Beyond this relatively simple scheme of the thermal stress response, more complex profiles were observed in the FA composition for each subclass (SFA, MUFA, PUFA). At d3, the important proportion of PUFA is mainly attributed to the n-3 PUFA (DHA and C18:5) and at a lesser extent to the n-6 PUFA (ARA). The decrease of SFA was essentially due to the palmitic acid, C16:0. While SFA and PUFA returned to their initial proportions, the composition of these subclasses was distinct from their C0 values, with at d11 respectively more C20:0 and C22:0 less C16:0, more C20:2/C20:4/C22:2 and C22:4 and less C18:4. This new composition then remained relatively stable until the end of the time series. From d11, a decrease in SDA, one of the FA biomarkers of Symbiodinium, was observed.

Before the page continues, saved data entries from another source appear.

//! Request-level error taxonomy.

use thiserror::Error;

use crate::{CatalogError, DirectionParseError, GeocodeError, ObservationError, SolarPositionError};

/// Errors surfaced by a scoring request.
///
/// Per-building problems never appear here: malformed records are skipped at
/// load time and an empty neighbourhood still yields a valid score.
#[derive(Debug, Clone, PartialEq, Error)]
pub enum LightScoreError {
    /// The building catalog could not be loaded or holds no buildings.
    #[error("building data unavailable: {reason}")]
    DataUnavailable {
        /// Description of the load failure.
        reason: String,
    },
    /// Geocoding produced no coordinates for the address.
    #[error("address not found: {address}")]
    LocationUnresolved {
        /// The address as queried.
        address: String,
    },
    /// The direction is not one of the eight compass octants.
    #[error(transparent)]
    InvalidDirection(#[from] DirectionParseError),
    /// The observation point failed validation.
    #[error(transparent)]
    InvalidObservation(#[from] ObservationError),
    /// The solar-position collaborator failed.
    #[error(transparent)]
    PositionUnavailable(#[from] SolarPositionError),
    /// The geocoding service failed for a reason other than "not found".
    #[error("geocoding failed: {0}")]
    Geocoder(#[source] GeocodeError),
}

impl LightScoreError {
    /// Wrap any load failure as [`LightScoreError::DataUnavailable`].
    pub fn data_unavailable(reason: impl std::fmt::Display) -> Self {
        Self::DataUnavailable {
            reason: reason.to_string(),
        }
    }
}

impl From<GeocodeError> for LightScoreError {
    fn from(err: GeocodeError) -> Self {
        match err {
            GeocodeError::NotFound { address } => Self::LocationUnresolved { address },
            other => Self::Geocoder(other),
        }
    }
}

impl From<CatalogError> for LightScoreError {
    fn from(err: CatalogError) -> Self {
        Self::data_unavailable(err)
    }
}

#[cfg(feature = "serde")]
impl From<crate::ArtefactError> for LightScoreError {
    fn from(err: crate::ArtefactError) -> Self {
        Self::data_unavailable(err)
    }
}
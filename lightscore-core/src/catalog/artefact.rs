//! On-disk building catalog artefact.
//!
//! Layout: the four bytes `LSBC`, a little-endian `u16` format version, then a
//! `bincode` encoding of the records in catalog order.

use std::{
    fs::File,
    io::{BufReader, BufWriter, Read, Write},
    path::{Path, PathBuf},
};

use bincode::{deserialize_from, serialize_into};
use log::info;
use thiserror::Error;

use crate::{BuildingCatalog, BuildingRecord};

/// File identifier for catalog artefacts.
pub(crate) const CATALOG_MAGIC: [u8; 4] = *b"LSBC";

/// Supported catalog artefact version.
pub(crate) const CATALOG_VERSION: u16 = 1;

/// Errors raised while reading or writing a catalog artefact.
#[derive(Debug, Error)]
pub enum ArtefactError {
    /// The file could not be opened, read or written.
    #[error("catalog artefact I/O failed for {path}: {source}")]
    Io {
        /// Artefact location.
        path: PathBuf,
        /// Underlying I/O error.
        #[source]
        source: std::io::Error,
    },
    /// The payload could not be encoded or decoded.
    #[error("catalog artefact payload is invalid for {path}: {source}")]
    Decode {
        /// Artefact location.
        path: PathBuf,
        /// Codec error returned by `bincode`.
        #[source]
        source: bincode::Error,
    },
    /// The file does not start with the catalog magic bytes.
    #[error("invalid catalog magic: expected {expected:?}, found {found:?}")]
    InvalidMagic {
        /// Expected identifier.
        expected: [u8; 4],
        /// Bytes read from the file.
        found: [u8; 4],
    },
    /// The header names a format this build cannot read.
    #[error("unsupported catalog version {found}; supported version is {supported}")]
    UnsupportedVersion {
        /// Version present in the file header.
        found: u16,
        /// Version written by this build.
        supported: u16,
    },
}

impl ArtefactError {
    fn io(path: &Path) -> impl FnOnce(std::io::Error) -> Self + '_ {
        move |source| Self::Io {
            path: path.to_path_buf(),
            source,
        }
    }

    fn codec(path: &Path) -> impl FnOnce(bincode::Error) -> Self + '_ {
        move |source| Self::Decode {
            path: path.to_path_buf(),
            source,
        }
    }
}

/// Persist `catalog` to `path`, truncating any existing file.
pub fn write_catalog(path: &Path, catalog: &BuildingCatalog) -> Result<(), ArtefactError> {
    let file = File::create(path).map_err(ArtefactError::io(path))?;
    let mut writer = BufWriter::new(file);
    writer
        .write_all(&CATALOG_MAGIC)
        .map_err(ArtefactError::io(path))?;
    writer
        .write_all(&CATALOG_VERSION.to_le_bytes())
        .map_err(ArtefactError::io(path))?;
    serialize_into(&mut writer, catalog.records()).map_err(ArtefactError::codec(path))?;
    let file = writer
        .into_inner()
        .map_err(|err| ArtefactError::io(path)(err.into_error()))?;
    file.sync_all().map_err(ArtefactError::io(path))?;
    info!("wrote {} buildings to {}", catalog.len(), path.display());
    Ok(())
}

/// Load a catalog previously written by [`write_catalog`].
pub fn load_catalog(path: &Path) -> Result<BuildingCatalog, ArtefactError> {
    let file = File::open(path).map_err(ArtefactError::io(path))?;
    let mut reader = BufReader::new(file);

    let mut magic = [0_u8; 4];
    reader
        .read_exact(&mut magic)
        .map_err(ArtefactError::io(path))?;
    if magic != CATALOG_MAGIC {
        return Err(ArtefactError::InvalidMagic {
            expected: CATALOG_MAGIC,
            found: magic,
        });
    }

    let mut version = [0_u8; 2];
    reader
        .read_exact(&mut version)
        .map_err(ArtefactError::io(path))?;
    let version = u16::from_le_bytes(version);
    if version != CATALOG_VERSION {
        return Err(ArtefactError::UnsupportedVersion {
            found: version,
            supported: CATALOG_VERSION,
        });
    }

    let records: Vec<BuildingRecord> =
        deserialize_from(&mut reader).map_err(ArtefactError::codec(path))?;
    info!("loaded {} buildings from {}", records.len(), path.display());
    Ok(BuildingCatalog::new(records))
}
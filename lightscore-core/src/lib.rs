//! Core domain types and scoring algorithms for the light score engine.
//!
//! The crate estimates how much natural light reaches a window by combining
//! the sun's position with the bulk of the buildings around it. Everything
//! here is pure computation over read-only data:
//!
//! - [`BuildingCatalog`] and [`ProximityIndex`] answer "which buildings are
//!   within R metres of this point".
//! - [`Direction`] narrows the result to one compass octant.
//! - [`obstruction_factor`] and [`compute_blockage`] turn the remaining
//!   buildings into an ambient and a sun-specific penalty.
//! - [`ScoreCompositor`] folds those penalties into the final score.
//!
//! Geocoding and solar ephemerides are collaborators reached through the
//! [`Geocoder`] and [`SolarPositionProvider`] traits. Adapters live in
//! `lightscore-data`.
//!
//! Coordinates are WGS84 [`geo::Coord`] values with `x = longitude` and
//! `y = latitude`.

#![forbid(unsafe_code)]
#![cfg_attr(docsrs, feature(doc_cfg))]

pub mod blockage;
pub mod building;
pub mod catalog;
pub mod direction;
mod error;
pub mod geocode;
mod math;
pub mod obstruction;
mod observation;
pub mod pipeline;
pub mod score;
pub mod solar;
#[doc(hidden)]
pub mod test_support;

pub use blockage::{BlockageResult, BlockingBuilding, bearing_degrees, compute_blockage};
pub use building::{BuildingRecord, BuildingRecordError, HeightAttributes, NearbyBuilding};
pub use catalog::{BuildingCatalog, CatalogError, ProximityIndex, SharedIndex};
pub use direction::{Direction, DirectionParseError};
pub use error::LightScoreError;
pub use geocode::{Address, GeocodeError, Geocoder};
pub use obstruction::obstruction_factor;
pub use observation::{FLOOR_HEIGHT_METERS, ObservationError, ObservationPoint, observer_height};
pub use pipeline::{Coordinates, LightScoreReport, LightScorer, ScoreDetails, ScoringConfig};
pub use score::{ScoreBreakdown, ScoreCompositor, ScoringModel, floor_bonus};
pub use solar::{SolarPositionError, SolarPositionProvider, SunPosition};

#[cfg(feature = "serde")]
pub use catalog::{ArtefactError, load_catalog, write_catalog};

/// Approximate length of one degree of latitude, in metres.
///
/// The same constant converts longitude degrees, so distances are planar
/// approximations that stretch east-west away from the equator.
pub const METERS_PER_DEGREE: f64 = 111_000.0;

Lipid pathways and ROS scavengers are overexpressed during stress
A total of 40,221 giant clam RNA contigs were identified for which more than 50% were annotated and then clustered as mentioned in the Materials and Methods section. 473 contigs, identified as participating in the metabolism pathway of lipids or ROS scavenging, were sorted out into 9 distinct clusters. The DEG levels during the time series generated similar regulations for these clusters (Fig. 2). At the first point in the time series, all clusters exhibited a peak of upregulation, when the temperature had increased from 26°C to 29°C after 3 days of thermal stress. This point was particularly pronounced for ‘Flip’ and ‘Sdr’ clusters where genes responsible for the rearrangement of lipids in the membrane and in fatty acid modifications, such as genes encoding delta 4, 5, 6 and 9 desaturases, were affected. At d5 (31°C), upregulation decreased slightly for each cluster only to increase again at d6. During the ‘plateau’ (32°C; d6 to d11), except for the ‘ROS’ and the ‘Lipid’ clusters which respectively exhibited a down- and upregulation, the profiles of the clusters remained nearly stable. The ‘Catabolism’ and ‘Sdr’ were the highest upregulated clusters and ‘Elongation’ the lowest. At d12, when the temperature dropped back to 26°C, all the clusters, except ‘Catabolism’, experienced a down regulation. One day after the return to 26°C, the upregulation of the clusters increased again.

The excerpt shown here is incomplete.